For the most part tau works
perfectly in neurons, maintaining the stability of microtubules and enabling a
speedy transport of axonal motor proteins. Furthermore, supporting the
outgrowth of neurites and crosslinking actin networks with microtubules.
However, dysfunction of tau was actually found to be pathological hallmark of Alzheimer’s
disease, abnormally phosphorylated tau aggregates in the neurofibrillary
tangles of the brain (Goran Šimi?. Et al,2016). In an actively function neuron,
microtubules forms and breaks up all the time. Tau’s binding capacity on
microtubule is always being adjusted by the addition or removal phosphate.
Enzymes including kinase add phosphate on tau protein, deliberately weakening
tau’s grip (Philip J Dolan and Gail VW Johnson, 2010). Different enzyme called
phosphateses catalysts in a vice versa reaction, de-phosphorylating tau to
increase tau’s capacity to grip (Liu F. et al , 2005). Alzheimer’s happen when the
phosphorylation process goes out of control and tau protein becomes hyperphosphorylated.

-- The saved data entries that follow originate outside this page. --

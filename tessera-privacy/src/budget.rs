//! Per-purpose privacy budget accounting.
//!
//! The ledger is the one strictly serialized structure in TESSERA: the check
//! and the commit of [`PrivacyBudgetLedger::check_and_consume`] happen under a
//! single mutex acquisition, so two concurrent requests can never both pass
//! the check against the same remaining budget.

use std::collections::BTreeMap;
use std::sync::{Mutex, MutexGuard};

use serde::{Deserialize, Serialize};
use tessera_core::telemetry::names;
use tessera_core::{noop_sink, PrivacyConfig, PrivacyError, SharedMetricsSink};

/// Slack for float accumulation when a request exactly fills the budget.
const LIMIT_TOLERANCE: f64 = 1e-9;

/// Budget state of one purpose.
#[derive(Debug, Clone, PartialEq, Serialize, Deserialize)]
pub struct PrivacyBudget {
    pub purpose: String,
    pub consumed_epsilon: f64,
    pub limit_epsilon: f64,
}

impl PrivacyBudget {
    pub fn remaining(&self) -> f64 {
        (self.limit_epsilon - self.consumed_epsilon).max(0.0)
    }
}

/// Successful consumption.
#[derive(Debug, Clone, Copy, PartialEq)]
pub struct BudgetGrant {
    pub consumed: f64,
    pub remaining: f64,
}

#[derive(Debug, Clone, Copy)]
struct BudgetState {
    consumed: f64,
    limit: f64,
}

/// Mutex-guarded ledger of per-purpose budgets.
pub struct PrivacyBudgetLedger {
    budgets: Mutex<BTreeMap<String, BudgetState>>,
    sink: SharedMetricsSink,
}

impl std::fmt::Debug for PrivacyBudgetLedger {
    fn fmt(&self, f: &mut std::fmt::Formatter<'_>) -> std::fmt::Result {
        f.debug_struct("PrivacyBudgetLedger")
            .field("budgets", &self.budgets)
            .finish()
    }
}

impl Default for PrivacyBudgetLedger {
    fn default() -> Self {
        Self::new()
    }
}

impl PrivacyBudgetLedger {
    pub fn new() -> Self {
        Self {
            budgets: Mutex::new(BTreeMap::new()),
            sink: noop_sink(),
        }
    }

    /// Ledger with one budget per configured purpose.
    pub fn from_config(config: &PrivacyConfig) -> Result<Self, PrivacyError> {
        let ledger = Self::new();
        for (purpose, limit) in &config.budgets {
            ledger.register_purpose(purpose, *limit)?;
        }
        Ok(ledger)
    }

    pub fn with_metrics(mut self, sink: SharedMetricsSink) -> Self {
        self.sink = sink;
        self
    }

    fn lock(&self) -> Result<MutexGuard<'_, BTreeMap<String, BudgetState>>, PrivacyError> {
        self.budgets.lock().map_err(|_| PrivacyError::LockPoisoned)
    }

    /// Create a budget for `purpose`. Returns `false` (and changes nothing)
    /// if the purpose already has one.
    pub fn register_purpose(&self, purpose: &str, limit: f64) -> Result<bool, PrivacyError> {
        if !limit.is_finite() || limit <= 0.0 {
            return Err(PrivacyError::InvalidNoiseConfig {
                reason: format!(
                    "budget limit for {} must be finite and > 0, got {}",
                    purpose, limit
                ),
            });
        }
        let mut budgets = self.lock()?;
        if budgets.contains_key(purpose) {
            return Ok(false);
        }
        budgets.insert(
            purpose.to_string(),
            BudgetState {
                consumed: 0.0,
                limit,
            },
        );
        tracing::info!(purpose, limit, "Registered privacy budget");
        Ok(true)
    }

    /// Atomically consume `epsilon` from `purpose`, or reject without any
    /// change if that would exceed the limit.
    pub fn check_and_consume(
        &self,
        purpose: &str,
        epsilon: f64,
    ) -> Result<BudgetGrant, PrivacyError> {
        if !epsilon.is_finite() || epsilon <= 0.0 {
            return Err(PrivacyError::InvalidNoiseConfig {
                reason: format!("epsilon must be finite and > 0, got {}", epsilon),
            });
        }

        let mut budgets = self.lock()?;
        let state = budgets
            .get_mut(purpose)
            .ok_or_else(|| PrivacyError::UnknownPurpose {
                purpose: purpose.to_string(),
            })?;

        if state.consumed + epsilon > state.limit + LIMIT_TOLERANCE {
            let rejected = PrivacyError::BudgetExceeded {
                purpose: purpose.to_string(),
                requested: epsilon,
                consumed: state.consumed,
                limit: state.limit,
            };
            drop(budgets);
            self.sink
                .increment_counter(names::PRIVACY_BUDGET_REJECTIONS, 1, &[("purpose", purpose)]);
            tracing::warn!(
                purpose,
                requested = epsilon,
                error = %rejected,
                "Privacy budget rejected request"
            );
            return Err(rejected);
        }

        state.consumed = (state.consumed + epsilon).min(state.limit);
        let grant = BudgetGrant {
            consumed: state.consumed,
            remaining: state.limit - state.consumed,
        };
        drop(budgets);

        self.sink
            .set_gauge(names::PRIVACY_BUDGET_CONSUMED, grant.consumed, &[("purpose", purpose)]);
        tracing::debug!(purpose, epsilon, consumed = grant.consumed, "Privacy budget consumed");
        Ok(grant)
    }

    /// Boolean form of [`check_and_consume`](Self::check_and_consume).
    /// Consumes on `true`. Unknown purposes and invalid epsilons are `false`.
    pub fn check_budget(&self, purpose: &str, epsilon: f64) -> bool {
        self.check_and_consume(purpose, epsilon).is_ok()
    }

    pub fn consumed(&self, purpose: &str) -> Option<f64> {
        self.lock().ok()?.get(purpose).map(|s| s.consumed)
    }

    pub fn remaining(&self, purpose: &str) -> Option<f64> {
        self.lock()
            .ok()?
            .get(purpose)
            .map(|s| (s.limit - s.consumed).max(0.0))
    }

    pub fn snapshot(&self) -> Result<Vec<PrivacyBudget>, PrivacyError> {
        Ok(self
            .lock()?
            .iter()
            .map(|(purpose, state)| PrivacyBudget {
                purpose: purpose.clone(),
                consumed_epsilon: state.consumed,
                limit_epsilon: state.limit,
            })
            .collect())
    }

    /// Administrative reset of `purpose` to zero consumption.
    pub fn reset_budget(&self, purpose: &str) -> Result<(), PrivacyError> {
        let mut budgets = self.lock()?;
        let state = budgets
            .get_mut(purpose)
            .ok_or_else(|| PrivacyError::UnknownPurpose {
                purpose: purpose.to_string(),
            })?;
        let previous = state.consumed;
        state.consumed = 0.0;
        drop(budgets);

        self.sink
            .set_gauge(names::PRIVACY_BUDGET_CONSUMED, 0.0, &[("purpose", purpose)]);
        tracing::info!(purpose, previous, "Privacy budget reset");
        Ok(())
    }
}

The brains of Alzheimer’s contain roughly 9 mol of phosphate while normal
brains contain only 2 mol (E. MandelkowJ. Et al , 1994). The staggering
increase of phosphate changes tau from a state of natively unfolded protein to
aggregates that ultimately forms neurofibrillary tangles in neurons. These type
of neurofibrillary tangles afflicts directly on a normal person’s brain, so
depending on the degree of tau compromising into neurofibrillary tangle,
actually correlates with the severity of dementia in a patient (Shaheen E
Lakhan, 2017). It is also equally fair to mention hyperphosphorylation can
result in the disassembly of microtubules and the reason behind the imbalance
of phosphate level is triggered by ?-amyloid peptide in Alzheimer’s, which in
turn develops senile plaques contributing to the aggregates in Alzheimer’s (P
Cras.et al , 2001).

Studies demonstrated there are at
least 39 identified phosphorylated sites in the tau molecule that associates to
the brain of Alzheimer’s patient when phosphorylation-dependent monoclonal
antibodies are introduced to the sample (Diane P. Hanger.et al, 2007). Phosphate
dependent Tau is actually the ‘culprit’ that is responsible for the development
of inclusions in Alzheimer’s, acting as a piece of domino that triggers a whole
series of downstream adverse effects.

It is widely recognised that tau
has the ability to support microtubules under most circumstances examples
include microtubule stability and axonal transport. However, under pathological
conditions, initial formations of fibrillary tangles from tau proteins promotes
the onset and evolution of Alzheimer’s.